### RECORDS TO PROCESS
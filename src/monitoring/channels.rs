use async_trait::async_trait;
use serde::Serialize;
use std::time::Duration;
use tracing::{info, warn};

use super::dispatcher::NotificationChannel;
use super::error::NotifyError;

/// Writes alerts to the tracing log. Used when no webhook is configured.
#[derive(Debug, Default, Clone)]
pub struct LogChannel;

#[async_trait]
impl NotificationChannel for LogChannel {
    fn name(&self) -> &str {
        "log"
    }

    async fn send(&self, message: &str) -> Result<(), NotifyError> {
        info!(target: "opswatch::alerts", "{}", message);
        Ok(())
    }
}

#[derive(Serialize)]
struct WebhookPayload<'a> {
    text: &'a str,
}

/// Posts `{"text": message}` to a chat-style webhook.
#[derive(Debug, Clone)]
pub struct WebhookChannel {
    client: reqwest::Client,
    url: String,
}

impl WebhookChannel {
    pub fn new(url: impl Into<String>, timeout: Duration) -> Result<Self, NotifyError> {
        let client = reqwest::Client::builder()
            .timeout(timeout)
            .build()
            .map_err(|e| NotifyError::Unavailable {
                channel: "webhook".to_string(),
                reason: e.to_string(),
            })?;

        Ok(Self {
            client,
            url: url.into(),
        })
    }

    pub fn url(&self) -> &str {
        &self.url
    }
}

#[async_trait]
impl NotificationChannel for WebhookChannel {
    fn name(&self) -> &str {
        "webhook"
    }

    async fn send(&self, message: &str) -> Result<(), NotifyError> {
        let response = self
            .client
            .post(&self.url)
            .json(&WebhookPayload { text: message })
            .send()
            .await
            .map_err(|e| NotifyError::Unavailable {
                channel: "webhook".to_string(),
                reason: e.to_string(),
            })?;

        let status = response.status();
        if !status.is_success() {
            warn!("Webhook rejected alert with HTTP {}", status);
            return Err(NotifyError::Rejected {
                channel: "webhook".to_string(),
                reason: format!("HTTP {status}"),
            });
        }
        Ok(())
    }
}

### EXERCISE DIRECTIONS
Set down all the entries again, word for word.

### EXERCISE RESULT
filename src/monitoring/channels.rs
use async_trait::async_trait;
use serde::Serialize;
use std::time::Duration;
use tracing::{info, warn};

use super::dispatcher::NotificationChannel;
use super::error::NotifyError;

/// Writes alerts to the tracing log. Used when no webhook is configured.
#[derive(Debug, Default, Clone)]
pub struct LogChannel;

#[async_trait]
impl NotificationChannel for LogChannel {
    fn name(&self) -> &str {
        "log"
    }

    async fn send(&self, message: &str) -> Result<(), NotifyError> {
        info!(target: "opswatch::alerts", "{}", message);
        Ok(())
    }
}

#[derive(Serialize)]
struct WebhookPayload<'a> {
    text: &'a str,
}

/// Posts `{"text": message}` to a chat-style webhook.
#[derive(Debug, Clone)]
pub struct WebhookChannel {
    client: reqwest::Client,
    url: String,
}

impl WebhookChannel {
    pub fn new(url: impl Into<String>, timeout: Duration) -> Result<Self, NotifyError> {
        let client = reqwest::Client::builder()
            .timeout(timeout)
            .build()
            .map_err(|e| NotifyError::Unavailable {
                channel: "webhook".to_string(),
                reason: e.to_string(),
            })?;

        Ok(Self {
            client,
            url: url.into(),
        })
    }

    pub fn url(&self) -> &str {
        &self.url
    }
}

#[async_trait]
impl NotificationChannel for WebhookChannel {
    fn name(&self) -> &str {
        "webhook"
    }

    async fn send(&self, message: &str) -> Result<(), NotifyError> {
        let response = self
            .client
            .post(&self.url)
            .json(&WebhookPayload { text: message })
            .send()
            .await
            .map_err(|e| NotifyError::Unavailable {
                channel: "webhook".to_string(),
                reason: e.to_string(),
            })?;

        let status = response.status();
        if !status.is_success() {
            warn!("Webhook rejected alert with HTTP {}", status);
            return Err(NotifyError::Rejected {
                channel: "webhook".to_string(),
                reason: format!("HTTP {status}"),
            });
        }
        Ok(())
    }
}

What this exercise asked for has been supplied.